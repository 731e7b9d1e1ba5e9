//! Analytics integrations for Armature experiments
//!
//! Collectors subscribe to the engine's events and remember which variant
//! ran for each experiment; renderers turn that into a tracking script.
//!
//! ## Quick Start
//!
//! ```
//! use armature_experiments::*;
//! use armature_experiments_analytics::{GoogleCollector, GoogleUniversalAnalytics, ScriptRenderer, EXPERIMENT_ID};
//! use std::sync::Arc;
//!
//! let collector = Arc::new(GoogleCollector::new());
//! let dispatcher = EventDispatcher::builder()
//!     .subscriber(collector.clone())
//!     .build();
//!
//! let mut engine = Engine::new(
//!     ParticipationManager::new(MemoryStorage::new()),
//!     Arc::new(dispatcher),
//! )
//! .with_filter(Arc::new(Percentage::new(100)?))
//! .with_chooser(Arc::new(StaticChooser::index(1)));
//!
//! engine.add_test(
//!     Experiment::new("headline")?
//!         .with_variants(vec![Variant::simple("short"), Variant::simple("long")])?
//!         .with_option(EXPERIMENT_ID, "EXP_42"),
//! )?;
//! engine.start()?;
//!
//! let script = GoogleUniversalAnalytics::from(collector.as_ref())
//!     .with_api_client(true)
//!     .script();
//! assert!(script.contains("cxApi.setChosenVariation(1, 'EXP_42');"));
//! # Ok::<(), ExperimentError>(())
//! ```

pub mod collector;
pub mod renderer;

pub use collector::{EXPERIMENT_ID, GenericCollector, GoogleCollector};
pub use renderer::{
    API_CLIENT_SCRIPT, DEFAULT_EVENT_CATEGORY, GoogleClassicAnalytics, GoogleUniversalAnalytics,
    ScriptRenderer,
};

---

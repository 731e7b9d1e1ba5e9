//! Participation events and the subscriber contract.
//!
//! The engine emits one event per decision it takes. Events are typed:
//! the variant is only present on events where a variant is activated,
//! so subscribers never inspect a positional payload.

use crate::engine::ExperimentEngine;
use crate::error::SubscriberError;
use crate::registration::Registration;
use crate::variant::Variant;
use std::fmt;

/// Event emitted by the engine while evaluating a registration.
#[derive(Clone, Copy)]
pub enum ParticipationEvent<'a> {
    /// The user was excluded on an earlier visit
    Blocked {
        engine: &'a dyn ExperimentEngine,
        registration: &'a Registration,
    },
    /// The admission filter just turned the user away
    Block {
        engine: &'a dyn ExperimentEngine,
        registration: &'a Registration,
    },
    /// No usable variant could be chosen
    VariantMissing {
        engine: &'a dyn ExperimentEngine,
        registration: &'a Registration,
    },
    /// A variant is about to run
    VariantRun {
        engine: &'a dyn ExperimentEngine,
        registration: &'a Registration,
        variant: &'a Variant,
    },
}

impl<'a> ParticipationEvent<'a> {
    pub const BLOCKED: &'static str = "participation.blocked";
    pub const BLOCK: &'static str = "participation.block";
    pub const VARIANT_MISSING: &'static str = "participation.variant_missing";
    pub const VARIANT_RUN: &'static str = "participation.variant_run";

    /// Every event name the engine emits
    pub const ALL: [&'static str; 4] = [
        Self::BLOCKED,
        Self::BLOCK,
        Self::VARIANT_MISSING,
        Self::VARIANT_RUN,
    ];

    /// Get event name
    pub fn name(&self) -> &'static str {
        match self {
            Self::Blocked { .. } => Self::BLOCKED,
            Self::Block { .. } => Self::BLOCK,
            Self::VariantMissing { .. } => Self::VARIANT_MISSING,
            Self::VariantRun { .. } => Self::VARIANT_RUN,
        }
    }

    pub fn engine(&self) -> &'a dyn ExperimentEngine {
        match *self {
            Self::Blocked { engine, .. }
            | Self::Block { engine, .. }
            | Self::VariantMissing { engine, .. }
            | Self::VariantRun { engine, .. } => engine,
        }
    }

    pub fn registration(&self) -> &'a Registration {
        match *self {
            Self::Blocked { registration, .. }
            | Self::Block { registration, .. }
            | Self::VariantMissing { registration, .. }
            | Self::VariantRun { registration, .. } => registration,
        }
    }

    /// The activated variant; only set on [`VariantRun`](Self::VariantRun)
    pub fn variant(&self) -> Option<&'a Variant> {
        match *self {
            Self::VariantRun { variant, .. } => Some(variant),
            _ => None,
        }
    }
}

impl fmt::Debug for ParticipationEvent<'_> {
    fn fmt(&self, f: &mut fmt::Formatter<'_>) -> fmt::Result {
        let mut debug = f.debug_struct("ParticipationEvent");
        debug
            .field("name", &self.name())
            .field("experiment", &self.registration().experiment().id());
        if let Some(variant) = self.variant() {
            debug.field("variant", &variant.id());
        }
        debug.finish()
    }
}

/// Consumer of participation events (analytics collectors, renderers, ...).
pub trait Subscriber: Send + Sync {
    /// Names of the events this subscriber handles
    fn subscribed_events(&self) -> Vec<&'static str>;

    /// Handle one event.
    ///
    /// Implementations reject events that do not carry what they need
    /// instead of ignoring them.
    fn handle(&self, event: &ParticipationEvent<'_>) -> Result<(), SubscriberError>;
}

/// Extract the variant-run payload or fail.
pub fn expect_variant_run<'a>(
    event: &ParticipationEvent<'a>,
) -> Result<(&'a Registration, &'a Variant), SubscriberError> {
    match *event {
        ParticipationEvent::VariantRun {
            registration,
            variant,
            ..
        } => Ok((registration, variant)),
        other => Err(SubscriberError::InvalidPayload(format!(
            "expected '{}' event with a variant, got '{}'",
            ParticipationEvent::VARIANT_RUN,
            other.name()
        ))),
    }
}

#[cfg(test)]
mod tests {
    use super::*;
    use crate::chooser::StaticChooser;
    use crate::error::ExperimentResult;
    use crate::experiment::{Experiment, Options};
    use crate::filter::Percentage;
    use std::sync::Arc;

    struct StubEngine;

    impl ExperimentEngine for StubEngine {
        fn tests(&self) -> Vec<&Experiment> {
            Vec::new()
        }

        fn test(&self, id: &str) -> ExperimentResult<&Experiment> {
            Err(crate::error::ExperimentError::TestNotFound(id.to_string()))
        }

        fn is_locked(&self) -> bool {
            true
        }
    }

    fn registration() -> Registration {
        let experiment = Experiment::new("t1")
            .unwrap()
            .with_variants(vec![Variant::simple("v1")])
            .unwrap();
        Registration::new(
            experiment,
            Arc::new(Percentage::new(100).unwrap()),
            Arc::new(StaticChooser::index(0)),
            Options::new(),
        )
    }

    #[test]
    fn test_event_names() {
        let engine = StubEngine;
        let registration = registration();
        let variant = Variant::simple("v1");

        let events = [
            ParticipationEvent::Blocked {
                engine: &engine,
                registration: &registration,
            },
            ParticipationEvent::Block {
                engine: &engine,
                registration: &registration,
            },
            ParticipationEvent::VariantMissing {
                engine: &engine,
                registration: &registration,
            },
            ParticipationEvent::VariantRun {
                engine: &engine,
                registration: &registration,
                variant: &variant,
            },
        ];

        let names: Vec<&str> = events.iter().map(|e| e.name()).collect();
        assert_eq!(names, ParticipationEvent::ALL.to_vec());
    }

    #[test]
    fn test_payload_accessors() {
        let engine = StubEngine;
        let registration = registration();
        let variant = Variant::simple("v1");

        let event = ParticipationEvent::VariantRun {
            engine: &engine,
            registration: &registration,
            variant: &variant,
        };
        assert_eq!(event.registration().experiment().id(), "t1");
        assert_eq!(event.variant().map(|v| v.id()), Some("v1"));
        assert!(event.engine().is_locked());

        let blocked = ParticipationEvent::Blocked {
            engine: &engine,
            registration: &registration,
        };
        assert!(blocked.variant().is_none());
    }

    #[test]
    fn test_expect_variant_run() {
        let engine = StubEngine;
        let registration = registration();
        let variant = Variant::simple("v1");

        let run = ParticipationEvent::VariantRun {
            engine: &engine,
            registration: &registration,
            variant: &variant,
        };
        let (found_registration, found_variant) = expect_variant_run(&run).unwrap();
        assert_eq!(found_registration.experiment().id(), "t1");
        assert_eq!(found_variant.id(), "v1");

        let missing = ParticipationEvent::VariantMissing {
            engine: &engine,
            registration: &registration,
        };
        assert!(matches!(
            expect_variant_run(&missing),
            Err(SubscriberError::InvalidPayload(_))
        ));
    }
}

**PROBLEM DETAILS**
Report all lines in the listing above that contain the word "renderers".

**SOLUTION TO THE PROBLEM**
//! ran for each experiment; renderers turn that into a tracking script.
/// Consumer of participation events (analytics collectors, renderers, ...).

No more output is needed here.